◆ Your assignment ◆
Below are the records; give again exactly the line with "Applies the ALU", the line with "let rhs = regs.get(b)?;", and each line that lies between them, and nothing besides.

[Data extracted from a collection]
====================

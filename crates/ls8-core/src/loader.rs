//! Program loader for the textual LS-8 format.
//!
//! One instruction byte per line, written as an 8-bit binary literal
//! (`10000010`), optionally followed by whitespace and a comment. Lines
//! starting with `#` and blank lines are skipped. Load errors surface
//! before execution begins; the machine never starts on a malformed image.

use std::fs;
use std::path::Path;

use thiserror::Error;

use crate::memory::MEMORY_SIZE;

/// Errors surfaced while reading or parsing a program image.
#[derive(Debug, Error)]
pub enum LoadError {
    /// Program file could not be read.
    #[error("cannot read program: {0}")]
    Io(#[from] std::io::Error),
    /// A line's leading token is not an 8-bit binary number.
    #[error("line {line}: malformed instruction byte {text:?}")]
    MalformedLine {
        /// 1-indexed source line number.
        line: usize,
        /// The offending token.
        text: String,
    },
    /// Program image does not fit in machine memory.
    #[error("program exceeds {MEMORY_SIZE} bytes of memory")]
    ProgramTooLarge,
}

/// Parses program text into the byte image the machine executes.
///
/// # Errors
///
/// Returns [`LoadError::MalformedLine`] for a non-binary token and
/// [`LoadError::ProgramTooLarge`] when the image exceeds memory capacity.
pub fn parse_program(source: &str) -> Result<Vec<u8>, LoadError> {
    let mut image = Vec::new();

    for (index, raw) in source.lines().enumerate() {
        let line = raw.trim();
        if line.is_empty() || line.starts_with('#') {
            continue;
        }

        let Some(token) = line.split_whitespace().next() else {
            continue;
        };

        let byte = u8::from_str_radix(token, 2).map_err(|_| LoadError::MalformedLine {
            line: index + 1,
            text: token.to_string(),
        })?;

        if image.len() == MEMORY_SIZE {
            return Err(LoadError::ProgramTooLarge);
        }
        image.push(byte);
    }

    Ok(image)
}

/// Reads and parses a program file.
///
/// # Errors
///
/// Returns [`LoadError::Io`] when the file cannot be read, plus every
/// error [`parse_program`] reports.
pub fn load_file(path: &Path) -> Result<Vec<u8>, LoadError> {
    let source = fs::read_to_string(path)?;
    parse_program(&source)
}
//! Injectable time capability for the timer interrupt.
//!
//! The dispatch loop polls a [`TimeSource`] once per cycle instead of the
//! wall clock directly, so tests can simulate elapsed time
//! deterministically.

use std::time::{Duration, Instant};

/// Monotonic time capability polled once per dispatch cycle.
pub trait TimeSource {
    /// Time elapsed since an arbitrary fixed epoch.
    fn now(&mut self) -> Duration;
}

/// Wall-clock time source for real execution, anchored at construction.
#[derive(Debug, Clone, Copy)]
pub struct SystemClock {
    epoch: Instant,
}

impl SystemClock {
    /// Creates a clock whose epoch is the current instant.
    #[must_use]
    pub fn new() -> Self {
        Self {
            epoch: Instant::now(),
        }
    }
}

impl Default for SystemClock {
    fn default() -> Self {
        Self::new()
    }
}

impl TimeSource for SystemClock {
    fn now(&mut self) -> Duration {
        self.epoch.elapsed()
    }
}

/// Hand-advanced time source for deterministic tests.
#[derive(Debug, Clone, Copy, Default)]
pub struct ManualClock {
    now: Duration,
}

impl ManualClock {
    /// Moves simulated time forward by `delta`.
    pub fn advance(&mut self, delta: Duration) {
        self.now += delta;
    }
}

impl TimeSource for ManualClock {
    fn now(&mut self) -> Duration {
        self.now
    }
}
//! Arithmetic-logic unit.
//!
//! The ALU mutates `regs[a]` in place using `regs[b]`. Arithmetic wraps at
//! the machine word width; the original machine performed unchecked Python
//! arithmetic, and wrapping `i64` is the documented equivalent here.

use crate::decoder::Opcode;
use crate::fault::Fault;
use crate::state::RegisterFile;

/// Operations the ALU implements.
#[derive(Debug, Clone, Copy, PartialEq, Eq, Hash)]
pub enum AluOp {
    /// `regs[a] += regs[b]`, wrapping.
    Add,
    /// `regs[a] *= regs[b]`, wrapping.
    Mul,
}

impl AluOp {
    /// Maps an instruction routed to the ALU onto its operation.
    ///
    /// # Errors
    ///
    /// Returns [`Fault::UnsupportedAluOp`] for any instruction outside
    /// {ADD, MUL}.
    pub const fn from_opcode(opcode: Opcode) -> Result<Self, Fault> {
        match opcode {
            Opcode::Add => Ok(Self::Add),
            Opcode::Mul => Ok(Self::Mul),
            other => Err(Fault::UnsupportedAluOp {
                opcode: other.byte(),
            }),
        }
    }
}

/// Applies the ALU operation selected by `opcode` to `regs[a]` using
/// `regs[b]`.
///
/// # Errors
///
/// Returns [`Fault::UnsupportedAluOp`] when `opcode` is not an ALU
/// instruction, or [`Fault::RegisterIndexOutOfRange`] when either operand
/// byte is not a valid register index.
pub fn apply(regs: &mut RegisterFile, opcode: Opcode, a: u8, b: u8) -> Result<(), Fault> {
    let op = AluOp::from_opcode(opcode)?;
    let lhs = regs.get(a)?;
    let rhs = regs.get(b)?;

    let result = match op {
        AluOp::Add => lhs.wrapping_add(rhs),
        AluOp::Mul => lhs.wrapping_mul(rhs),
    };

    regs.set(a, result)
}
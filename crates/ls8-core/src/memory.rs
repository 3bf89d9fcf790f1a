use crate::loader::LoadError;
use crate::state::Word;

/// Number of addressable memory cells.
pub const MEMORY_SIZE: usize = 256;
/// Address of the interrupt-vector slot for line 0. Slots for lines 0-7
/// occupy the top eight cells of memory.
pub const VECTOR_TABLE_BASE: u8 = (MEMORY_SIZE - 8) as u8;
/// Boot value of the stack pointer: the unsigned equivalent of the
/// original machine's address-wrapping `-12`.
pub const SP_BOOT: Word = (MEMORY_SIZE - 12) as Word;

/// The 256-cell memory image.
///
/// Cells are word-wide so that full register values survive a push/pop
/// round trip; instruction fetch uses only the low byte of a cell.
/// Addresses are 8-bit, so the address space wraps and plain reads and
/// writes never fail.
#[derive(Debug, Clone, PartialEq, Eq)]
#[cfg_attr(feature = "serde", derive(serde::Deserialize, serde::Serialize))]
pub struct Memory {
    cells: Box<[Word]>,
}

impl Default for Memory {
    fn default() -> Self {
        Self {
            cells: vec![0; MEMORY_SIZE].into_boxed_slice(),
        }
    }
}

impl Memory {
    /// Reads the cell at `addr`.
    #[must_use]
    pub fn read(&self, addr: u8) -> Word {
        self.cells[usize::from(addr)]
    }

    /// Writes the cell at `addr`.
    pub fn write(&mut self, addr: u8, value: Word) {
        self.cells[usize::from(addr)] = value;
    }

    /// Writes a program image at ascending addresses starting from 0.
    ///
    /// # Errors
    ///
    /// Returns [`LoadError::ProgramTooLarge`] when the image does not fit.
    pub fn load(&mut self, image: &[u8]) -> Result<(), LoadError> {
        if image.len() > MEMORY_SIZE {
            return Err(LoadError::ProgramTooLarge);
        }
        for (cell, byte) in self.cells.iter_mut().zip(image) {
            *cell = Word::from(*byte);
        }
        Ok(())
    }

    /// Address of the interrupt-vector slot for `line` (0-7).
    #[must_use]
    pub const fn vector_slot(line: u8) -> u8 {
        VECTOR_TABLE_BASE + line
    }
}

====================

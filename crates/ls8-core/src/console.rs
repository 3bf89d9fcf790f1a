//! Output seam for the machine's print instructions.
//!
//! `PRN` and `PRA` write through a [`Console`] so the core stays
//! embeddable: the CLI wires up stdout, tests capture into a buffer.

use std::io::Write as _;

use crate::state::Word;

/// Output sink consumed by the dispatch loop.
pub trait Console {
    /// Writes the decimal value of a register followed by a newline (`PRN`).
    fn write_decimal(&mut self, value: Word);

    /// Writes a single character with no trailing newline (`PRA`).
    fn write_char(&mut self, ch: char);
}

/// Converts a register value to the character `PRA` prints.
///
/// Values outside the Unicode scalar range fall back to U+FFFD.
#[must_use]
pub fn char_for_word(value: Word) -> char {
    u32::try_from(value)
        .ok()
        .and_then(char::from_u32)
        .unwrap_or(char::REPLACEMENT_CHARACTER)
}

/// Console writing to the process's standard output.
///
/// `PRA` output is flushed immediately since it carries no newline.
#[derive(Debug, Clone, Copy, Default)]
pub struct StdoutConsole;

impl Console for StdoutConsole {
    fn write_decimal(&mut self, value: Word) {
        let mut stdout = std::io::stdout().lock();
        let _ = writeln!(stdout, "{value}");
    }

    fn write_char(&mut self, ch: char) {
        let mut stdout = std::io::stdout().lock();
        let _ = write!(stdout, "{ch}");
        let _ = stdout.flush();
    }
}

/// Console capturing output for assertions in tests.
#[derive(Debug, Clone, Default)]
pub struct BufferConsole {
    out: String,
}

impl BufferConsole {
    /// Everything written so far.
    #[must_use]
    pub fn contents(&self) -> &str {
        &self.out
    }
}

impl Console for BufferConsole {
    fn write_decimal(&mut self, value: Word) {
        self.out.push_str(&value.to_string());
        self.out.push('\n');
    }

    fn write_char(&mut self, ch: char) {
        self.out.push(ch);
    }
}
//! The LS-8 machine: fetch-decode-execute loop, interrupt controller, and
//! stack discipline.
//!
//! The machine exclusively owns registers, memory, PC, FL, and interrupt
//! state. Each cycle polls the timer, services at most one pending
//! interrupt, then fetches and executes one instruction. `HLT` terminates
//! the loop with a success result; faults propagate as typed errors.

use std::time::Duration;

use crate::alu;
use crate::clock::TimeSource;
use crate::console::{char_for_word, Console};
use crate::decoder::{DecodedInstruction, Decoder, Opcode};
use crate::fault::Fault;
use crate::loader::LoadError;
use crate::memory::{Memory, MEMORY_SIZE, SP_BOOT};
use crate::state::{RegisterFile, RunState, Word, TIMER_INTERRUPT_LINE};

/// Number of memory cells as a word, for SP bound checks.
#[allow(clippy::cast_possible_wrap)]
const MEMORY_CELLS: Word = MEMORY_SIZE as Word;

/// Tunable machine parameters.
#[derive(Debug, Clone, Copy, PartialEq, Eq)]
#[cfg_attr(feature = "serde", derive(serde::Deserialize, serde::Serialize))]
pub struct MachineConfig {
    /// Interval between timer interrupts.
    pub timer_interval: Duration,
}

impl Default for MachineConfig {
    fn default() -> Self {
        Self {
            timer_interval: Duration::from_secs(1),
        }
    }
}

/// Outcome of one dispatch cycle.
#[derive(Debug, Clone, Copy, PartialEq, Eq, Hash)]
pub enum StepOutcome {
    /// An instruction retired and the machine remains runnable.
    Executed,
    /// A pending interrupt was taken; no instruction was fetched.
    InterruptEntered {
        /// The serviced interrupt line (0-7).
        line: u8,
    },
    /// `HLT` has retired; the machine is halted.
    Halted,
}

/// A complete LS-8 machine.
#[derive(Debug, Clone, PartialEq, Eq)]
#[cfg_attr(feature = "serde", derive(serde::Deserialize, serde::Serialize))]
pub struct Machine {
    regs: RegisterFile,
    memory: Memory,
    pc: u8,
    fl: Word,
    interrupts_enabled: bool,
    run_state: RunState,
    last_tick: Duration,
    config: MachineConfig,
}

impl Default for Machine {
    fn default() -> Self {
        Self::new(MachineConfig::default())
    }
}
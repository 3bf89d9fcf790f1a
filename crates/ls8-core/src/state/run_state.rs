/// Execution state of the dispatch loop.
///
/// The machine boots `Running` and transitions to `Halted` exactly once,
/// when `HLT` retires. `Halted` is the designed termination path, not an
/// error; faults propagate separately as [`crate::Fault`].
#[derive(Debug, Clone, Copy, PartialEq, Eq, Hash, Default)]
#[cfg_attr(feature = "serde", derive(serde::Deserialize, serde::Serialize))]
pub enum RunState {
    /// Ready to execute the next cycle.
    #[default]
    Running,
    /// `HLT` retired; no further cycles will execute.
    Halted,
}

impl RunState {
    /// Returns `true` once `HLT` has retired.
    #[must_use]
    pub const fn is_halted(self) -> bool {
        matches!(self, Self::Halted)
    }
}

====================

◆ Task result ◆
/// Applies the ALU operation selected by `opcode` to `regs[a]` using
/// `regs[b]`.
///
/// # Errors
///
/// Returns [`Fault::UnsupportedAluOp`] when `opcode` is not an ALU
/// instruction, or [`Fault::RegisterIndexOutOfRange`] when either operand
/// byte is not a valid register index.
pub fn apply(regs: &mut RegisterFile, opcode: Opcode, a: u8, b: u8) -> Result<(), Fault> {
    let op = AluOp::from_opcode(opcode)?;
    let lhs = regs.get(a)?;
    let rhs = regs.get(b)?;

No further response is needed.